YOUR INSTRUCTIONS
Lines with "terminal": please show every one of them from the listing below.

EXERCISE DATA
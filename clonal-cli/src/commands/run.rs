use crate::commands;
use crate::output;

use std::path::PathBuf;

use clap::Args;
use color_eyre::Result;

use clonal_service::FlowConfig;

/// Run the full pipeline for one VCF
#[derive(Args, Debug)]
pub struct RunArgs {
    /// Path to the VCF file
    pub vcf: PathBuf,

    /// Run directory (defaults to <runs_dir>/run_<unix seconds>)
    #[arg(long, short = 'd', value_name = "DIR")]
    pub run_dir: Option<PathBuf>,
}

pub async fn execute(args: RunArgs, config: FlowConfig) -> Result<()> {
    if !args.vcf.exists() {
        color_eyre::eyre::bail!("VCF file not found: {}", args.vcf.display());
    }

    let run_dir = match args.run_dir {
        Some(dir) => dir,
        None => commands::default_run_dir(&config)?,
    };
    output::header(&format!(
        "Pipeline for {} in {}",
        args.vcf.display(),
        run_dir.display()
    ));

    let (orchestrator, rx) = commands::orchestrator(config, run_dir.clone());
    let run = orchestrator.composer().run_pipeline(&args.vcf, &run_dir)?;
    let terminal = run.terminal().clone();

    let mut results = commands::follow(orchestrator, rx, vec![terminal]).await?;
    let outputs = match results.pop() {
        Some(Ok(outputs)) => outputs,
        Some(Err(e)) => return Err(commands::report_failure("Pipeline", e)),
        None => color_eyre::eyre::bail!("pipeline produced no result"),
    };

    println!();
    let aggregated = outputs.get("aggregated")?;
    output::success(&format!("Pipeline completed: {}", aggregated.display()));
    println!("{}", std::fs::read_to_string(aggregated)?);

    Ok(())
}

OUTPUT BELOW
    let terminal = run.terminal().clone();
    let mut results = commands::follow(orchestrator, rx, vec![terminal]).await?;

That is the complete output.